Sunday, July 29, 2018



An ignored geography, the map of the deep America is still pending

There are more than 35 official countries in the American continent whose existence is related to the history of their colonization by the European powers. There are 18 that emerged from the subdivision of the Spanish colonial empire, and therefore use the Spanish language as the official language, there is a large state of Portuguese language (Brazil) that has inherited the undivided Portuguese colonial territories. To these must be added several English-speaking countries states, two of which (the United States and Canada) have sub-continental dimensions and the rest are much smaller political units (eg Guyana, Trinidad and Tobago, Jamaica and other more  small islands) and a couple of territorial states related to the old French (Haiti) and Dutch (Surinam) colonization. Geographers must begin to recognize that beside the official political map, there is a real, different and profound cultural map, which includes all the surviving First Nations within the framework of their traditional territories.
This map has not been made yet. There are hardly any so-called ethnographic maps that include the approximate location of indigenous peoples or political maps that reduce the nationality of First Nations to the weak contours of their reserves, practically indistinguishable from the limits of large plantations or mining concessions.
In reality, the true map of America is about to be made. This map must clearly show all the nations of America, without exclusions. It must show the Mapuche country. There are still one and a half million Mapuche, many of whom are reluctant to identify themselves within the states that conquered and oppressed them: Chile and Argentina. The Mapuche nation has not been able to obtain its status. Nor has it been included in any map as such. It must show the Guaraní nation. There are still several hundred thousand Guarani distributed in several hundred communities: the Mbya scattered throughout the length and breadth of their ancient ancestral territory that is now called Brazil, Argentina, Paraguay, Uruguay, the Ava Chiripá and the Pai Tavyterá / Kaiova in the western range of Alto Paraná, the Ñandeva and Ava-Guaraní in the western Chaco. They have no territory, no self-government, not even the right to travel on their own land without the documents required by the states that today occupy their former territories. Nor is there a map that includes the ancient Toba nation, related to the current Mocovíes and the disappeared (?) Abipones and Charrúas. No map shows us where the Quechua nation is. Its ancient territory: the Tahuantisuyu, today is painted in various colors corresponding to several countries that are called: Peru, Bolivia, Ecuador, Chile, Argentina. Nor does the Aymara nation appear, whose representatives have been divided into three countries (Peru, Bolivia and Chile) along artificial borders. The same can be said of the Arawaks and Caribs scattered throughout the jungles from the southern chaná (terena and guaná) to the guajiros of northern South America.

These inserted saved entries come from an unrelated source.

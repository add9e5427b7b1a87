//! Conversation context: the ordered, append-only log of one session's dialogue.
//!
//! Exactly one system message, always first. Entries are never reordered or removed.
//! Tool calls are two-phase: `begin_tool_call` parks the invocation as pending and
//! `complete_tool_call` writes the call and its result as an adjacent pair, so a call
//! abandoned through cancellation never shows up in the log.

use crate::error::{TurnError, TurnResult};
use crate::tools::ToolInvocation;
use chrono::{DateTime, Utc};
use serde::{Deserialize, Serialize};
use std::sync::Arc;
use tokio::sync::RwLock;

/// Who produced a message.
#[derive(Debug, Clone, Copy, PartialEq, Eq, Serialize, Deserialize)]
#[serde(rename_all = "lowercase")]
pub enum Role {
    System,
    User,
    Agent,
    Tool,
}

/// Tool-call metadata carried by the call entry (agent role) and the result entry (tool role).
#[derive(Debug, Clone, PartialEq, Serialize, Deserialize)]
pub struct ToolCallMeta {
    /// Correlation id shared by the call and its result.
    pub id: String,
    pub name: String,
    pub arguments: serde_json::Value,
    /// Set on the result entry when the tool failed (unknown tool, bad arguments, handler error).
    #[serde(default)]
    pub is_error: bool,
}

/// One entry in the conversation log.
#[derive(Debug, Clone, PartialEq, Serialize, Deserialize)]
pub struct ConversationMessage {
    pub role: Role,
    pub content: String,
    pub timestamp: DateTime<Utc>,
    #[serde(default, skip_serializing_if = "Option::is_none")]
    pub tool_call: Option<ToolCallMeta>,
}

impl ConversationMessage {
    fn new(role: Role, content: impl Into<String>) -> Self {
        Self {
            role,
            content: content.into(),
            timestamp: Utc::now(),
            tool_call: None,
        }
    }

    /// True for the agent entry that requested a tool.
    pub fn is_tool_call(&self) -> bool {
        self.role == Role::Agent && self.tool_call.is_some()
    }
}

/// Immutable copy of the log, handed to the shutdown collaborator.
#[derive(Debug, Clone, PartialEq, Serialize, Deserialize)]
pub struct ContextSnapshot {
    pub messages: Vec<ConversationMessage>,
}

impl ContextSnapshot {
    pub fn len(&self) -> usize {
        self.messages.len()
    }

    pub fn is_empty(&self) -> bool {
        self.messages.is_empty()
    }

    /// Last entry with the given role.
    pub fn last_of(&self, role: Role) -> Option<&ConversationMessage> {
        self.messages.iter().rev().find(|m| m.role == role)
    }

    pub fn to_json(&self) -> TurnResult<String> {
        serde_json::to_string_pretty(self)
            .map_err(|e| TurnError::ContextInvariantViolation(format!("snapshot export failed: {}", e)))
    }
}

/// The dialogue log for one session.
#[derive(Debug, Default)]
pub struct ConversationContext {
    messages: Vec<ConversationMessage>,
    pending_tool_calls: Vec<ToolInvocation>,
}

/// Context shared between the turn controller, the active response and the tool dispatcher.
pub type SharedContext = Arc<RwLock<ConversationContext>>;

impl ConversationContext {
    pub fn new() -> Self {
        Self::default()
    }

    /// Context seeded with the session's system prompt.
    pub fn with_system_prompt(prompt: impl Into<String>) -> TurnResult<Self> {
        let mut ctx = Self::new();
        ctx.append_system(prompt)?;
        Ok(ctx)
    }

    pub fn into_shared(self) -> SharedContext {
        Arc::new(RwLock::new(self))
    }

    /// Session init only: the system message must be the first and only one.
    pub fn append_system(&mut self, text: impl Into<String>) -> TurnResult<()> {
        if !self.messages.is_empty() {
            return Err(TurnError::ContextInvariantViolation(
                "system message must be the first entry".to_string(),
            ));
        }
        self.messages.push(ConversationMessage::new(Role::System, text));
        Ok(())
    }

    pub fn append_user(&mut self, text: impl Into<String>) -> TurnResult<()> {
        self.append(ConversationMessage::new(Role::User, text))
    }

    pub fn append_agent(&mut self, text: impl Into<String>) -> TurnResult<()> {
        self.append(ConversationMessage::new(Role::Agent, text))
    }

    /// Register an outstanding call. Nothing is written to the log until it completes.
    ///
    /// Ids only need to be unique among outstanding calls; servers may reuse them
    /// across responses.
    pub fn begin_tool_call(&mut self, invocation: &ToolInvocation) -> TurnResult<()> {
        self.ensure_initialized()?;
        if self.pending_tool_calls.iter().any(|p| p.id == invocation.id) {
            return Err(TurnError::ContextInvariantViolation(format!(
                "tool call '{}' begun twice",
                invocation.id
            )));
        }
        self.pending_tool_calls.push(invocation.clone());
        Ok(())
    }

    /// Write the call entry followed immediately by its result entry.
    pub fn complete_tool_call(
        &mut self,
        invocation: &ToolInvocation,
        result: impl Into<String>,
        is_error: bool,
    ) -> TurnResult<()> {
        let pending = self.take_pending(&invocation.id).ok_or_else(|| {
            TurnError::ContextInvariantViolation(format!(
                "tool result for '{}' without a matching call",
                invocation.id
            ))
        })?;

        let call_meta = ToolCallMeta {
            id: pending.id.clone(),
            name: pending.name.clone(),
            arguments: pending.arguments.clone(),
            is_error: false,
        };
        let mut call = ConversationMessage::new(Role::Agent, String::new());
        call.tool_call = Some(call_meta.clone());

        let mut outcome = ConversationMessage::new(Role::Tool, result);
        outcome.tool_call = Some(ToolCallMeta { is_error, ..call_meta });

        self.messages.push(call);
        self.messages.push(outcome);
        Ok(())
    }

    /// Drop a pending call whose result is stale. Returns false if it was not pending.
    pub fn abandon_tool_call(&mut self, invocation: &ToolInvocation) -> bool {
        self.take_pending(&invocation.id).is_some()
    }

    pub fn snapshot(&self) -> ContextSnapshot {
        ContextSnapshot {
            messages: self.messages.clone(),
        }
    }

    /// Check the log invariants. An unpaired tool call is reported, never repaired.
    pub fn validate(&self) -> TurnResult<()> {
        if let Some(pending) = self.pending_tool_calls.first() {
            return Err(TurnError::ContextInvariantViolation(format!(
                "tool call '{}' ({}) has no result",
                pending.id, pending.name
            )));
        }
        match self.messages.first() {
            Some(first) if first.role == Role::System => {}
            Some(_) => {
                return Err(TurnError::ContextInvariantViolation(
                    "first entry is not the system message".to_string(),
                ))
            }
            None => {
                return Err(TurnError::ContextInvariantViolation(
                    "context has no system message".to_string(),
                ))
            }
        }
        if self.messages.iter().filter(|m| m.role == Role::System).count() != 1 {
            return Err(TurnError::ContextInvariantViolation(
                "more than one system message".to_string(),
            ));
        }
        for (i, msg) in self.messages.iter().enumerate() {
            if msg.role != Role::Tool {
                continue;
            }
            let paired = i
                .checked_sub(1)
                .and_then(|j| self.messages.get(j))
                .filter(|prev| prev.is_tool_call())
                .and_then(|prev| prev.tool_call.as_ref())
                .zip(msg.tool_call.as_ref())
                .map(|(call, result)| call.id == result.id)
                .unwrap_or(false);
            if !paired {
                return Err(TurnError::ContextInvariantViolation(format!(
                    "tool result at position {} is not preceded by its call",
                    i
                )));
            }
        }
        Ok(())
    }

    pub fn messages(&self) -> &[ConversationMessage] {
        &self.messages
    }

    pub fn len(&self) -> usize {
        self.messages.len()
    }

    pub fn is_empty(&self) -> bool {
        self.messages.is_empty()
    }

    pub fn pending_tool_calls(&self) -> usize {
        self.pending_tool_calls.len()
    }

    fn append(&mut self, message: ConversationMessage) -> TurnResult<()> {
        self.ensure_initialized()?;
        if let Some(pending) = self.pending_tool_calls.first() {
            return Err(TurnError::ContextInvariantViolation(format!(
                "cannot append {:?} message while tool call '{}' is outstanding",
                message.role, pending.id
            )));
        }
        self.messages.push(message);
        Ok(())
    }

    fn ensure_initialized(&self) -> TurnResult<()> {
        if self.messages.is_empty() {
            return Err(TurnError::ContextInvariantViolation(
                "system message must be appended first".to_string(),
            ));
        }
        Ok(())
    }

    fn take_pending(&mut self, id: &str) -> Option<ToolInvocation> {
        let pos = self.pending_tool_calls.iter().position(|p| p.id == id)?;
        Some(self.pending_tool_calls.remove(pos))
    }
}

#[cfg(test)]
mod tests {
    use super::*;
    use serde_json::json;

    fn ctx() -> ConversationContext {
        ConversationContext::with_system_prompt("Sei un assistente vocale.").unwrap()
    }

    #[test]
    fn system_message_must_come_first() {
        let mut empty = ConversationContext::new();
        assert!(empty.append_user("ciao").is_err());

        let mut c = ctx();
        assert!(c.append_system("again").is_err());
        c.append_user("ciao").unwrap();
        c.append_agent("Ciao! Come posso aiutarti?").unwrap();
        assert_eq!(c.len(), 3);
        assert!(c.validate().is_ok());
    }

    #[test]
    fn tool_pair_is_written_adjacently() {
        let mut c = ctx();
        c.append_user("cerca casa in centro").unwrap();
        let inv = ToolInvocation::new("search_property", json!({"zona": "Centro"}));
        c.begin_tool_call(&inv).unwrap();
        assert_eq!(c.len(), 2);
        assert_eq!(c.pending_tool_calls(), 1);

        c.complete_tool_call(&inv, "3 risultati", false).unwrap();
        let msgs = c.messages();
        assert!(msgs[2].is_tool_call());
        assert_eq!(msgs[3].role, Role::Tool);
        assert_eq!(msgs[3].tool_call.as_ref().unwrap().id, inv.id);
        assert!(c.validate().is_ok());
    }

    #[test]
    fn appends_blocked_while_call_outstanding() {
        let mut c = ctx();
        let inv = ToolInvocation::new("search_property", json!({}));
        c.begin_tool_call(&inv).unwrap();
        assert!(c.append_agent("partial").is_err());
    }

    #[test]
    fn unpaired_call_is_reported() {
        let mut c = ctx();
        let inv = ToolInvocation::new("search_property", json!({}));
        c.begin_tool_call(&inv).unwrap();
        let err = c.validate().unwrap_err();
        assert!(matches!(err, TurnError::ContextInvariantViolation(_)));
    }

    #[test]
    fn abandoned_call_leaves_no_trace() {
        let mut c = ctx();
        let before = c.snapshot();
        let inv = ToolInvocation::new("search_property", json!({}));
        c.begin_tool_call(&inv).unwrap();
        assert!(c.abandon_tool_call(&inv));
        assert!(!c.abandon_tool_call(&inv));
        assert_eq!(c.snapshot(), before);
        assert!(c.complete_tool_call(&inv, "late", false).is_err());
        assert!(c.validate().is_ok());
    }

    #[test]
    fn call_id_reused_by_a_later_response() {
        let mut c = ctx();
        c.append_user("cerca in centro").unwrap();
        let first = ToolInvocation::with_id("call_0", "search_property", json!({"zona": "Centro"}));
        c.begin_tool_call(&first).unwrap();
        assert!(c.begin_tool_call(&first).is_err());
        c.complete_tool_call(&first, "3 risultati", false).unwrap();
        c.append_agent("Ho trovato tre appartamenti.").unwrap();

        c.append_user("e a Navigli?").unwrap();
        let second = ToolInvocation::with_id("call_0", "search_property", json!({"zona": "Navigli"}));
        c.begin_tool_call(&second).unwrap();
        c.complete_tool_call(&second, "1 risultato", false).unwrap();
        assert_eq!(c.len(), 8);
        assert!(c.validate().is_ok());
    }

    #[test]
    fn snapshot_serializes_roles_lowercase() {
        let mut c = ctx();
        c.append_user("ciao").unwrap();
        let json = c.snapshot().to_json().unwrap();
        assert!(json.contains("\"role\": \"system\""));
        assert!(json.contains("\"role\": \"user\""));
    }
}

Similarly, there is no map of Central America or Meso-America that colors the territory of the Kuna on the Isthmus of Panama and neighboring islands, nor the Mayan territory in Guatemala, Mexico and Belize, nor the country of the Nahuatl. in the Valley of Mexico or the home of the Purépecha nation, in the Mexican state of Michoacán. Nor does the large nation of the Navajos, the Iroquois confederation or the beautiful homeland of the Haida, the Haidaway archipelago, figure unjustly and grotesquely until very recently on maps with the irrelevant name of Queen Charlotte Islands.